His Flexible Flyer shot into the road. The driver of the Webber Fuel truck reacted before he had a chance to see there was no one on the sled. He spun the wheel and the tanker-truck waltzed into a low embankment of snow with the huge grace of the elephant ballet dancers in Fantasia. It crashed through and landed in the ditch, canted alarmingly to one side. Less than five minutes after the driver wriggled out of the passenger door and ran to Marie Brown, the truck tipped over on its side and lay in the frozen grass like a dead mastodon, expensive No. 2 fuel oil gurgling out of its three overflow vents.
Marie was running down the road with her unconscious child in her arms, screaming. In her terror and confusion she felt sure that Hilly must have been run over, even though she had quite clearly seen him fall off his sled at the bottom of the driveway.
'Is he dead?' the tanker driver screamed. His eyes were wide, his face pale as paper, his hair standing on end. There was a dark spot spreading on the crotch of his pants. 'Oh sufferin' Jesus, lady, is he dead?'
I think so,' Marie wept. 'I think he is, oh I think he's dead.'
Who's dead?' Hilly asked, opening his eyes.
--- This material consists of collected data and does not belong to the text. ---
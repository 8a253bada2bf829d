//! CSV input: delimiter sniffing and Latin-1 fallback.

use crate::errors::AppResult;
use crate::loader::raw_table::{RawCell, RawTable};
use std::fs;
use std::path::Path;

pub fn read_csv(path: &Path) -> AppResult<RawTable> {
    let bytes = fs::read(path)?;
    read_csv_bytes(&bytes)
}

pub fn read_csv_bytes(bytes: &[u8]) -> AppResult<RawTable> {
    let text = decode(bytes);
    let text = text.trim_start_matches('\u{feff}');
    let delimiter = sniff_delimiter(text);

    let mut rdr = csv::ReaderBuilder::new()
        .delimiter(delimiter)
        .flexible(true)
        .has_headers(true)
        .from_reader(text.as_bytes());

    let headers: Vec<String> = rdr.headers()?.iter().map(|h| h.trim().to_string()).collect();

    let mut rows = Vec::new();
    for record in rdr.records() {
        let record = record?;
        rows.push(record.iter().map(RawCell::text).collect());
    }

    Ok(RawTable::new(headers, rows))
}

/// UTF-8 when valid, Latin-1 otherwise (every byte maps to one char).
fn decode(bytes: &[u8]) -> String {
    match std::str::from_utf8(bytes) {
        Ok(s) => s.to_string(),
        Err(_) => bytes.iter().map(|&b| b as char).collect(),
    }
}

/// `;` when the header line has more semicolons than commas.
fn sniff_delimiter(text: &str) -> u8 {
    let header = text.lines().next().unwrap_or_default();
    let commas = header.matches(',').count();
    let semicolons = header.matches(';').count();
    if semicolons > commas { b';' } else { b',' }
}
'Oh, Hilly, thank God!' Marie screamed, and hugged him. Hilly screamed back with great enthusiasm. She was grinding together the splintered ends of the broken bone in his left arm.
Hilly spent the next three days in Derry Home Hospital.
'It'll slow him down, at least,' Bryant Brown said the next evening over a dinner of baked beans and hot dogs.
Ev Hillman happened to be taking dinner with them that evening; since his wife had died, Ev Hillman did that every now and again; about five evenings out of every seven on the average. 'Want to bet?' Ev said now, cackling through a mouthful of cornbread.
Bryant cocked a sour eye at his father-in-law and said nothing.
As usual, Ev was right – that was one of the reasons Bryant so often felt sour about him. On his second night in the hospital, long after the other children in Pediatrics were asleep, Hilly decided to go exploring. How he got past the duty nurse was a mystery, but get past he did. He was discovered missing at three in the morning. An initial search of the pediatrics ward did not turn him up. Neither did a floor-wide search. Security was called in. A search of the whole hospital was then mounted – administrators who had at first only been mildly annoyed were now becoming worried – and discovered nothing. Hilly's father and mother were called and came in at once, looking shell-shocked. Marie was weeping, but because of her swollen larynx, she could only do so in a breathy croak.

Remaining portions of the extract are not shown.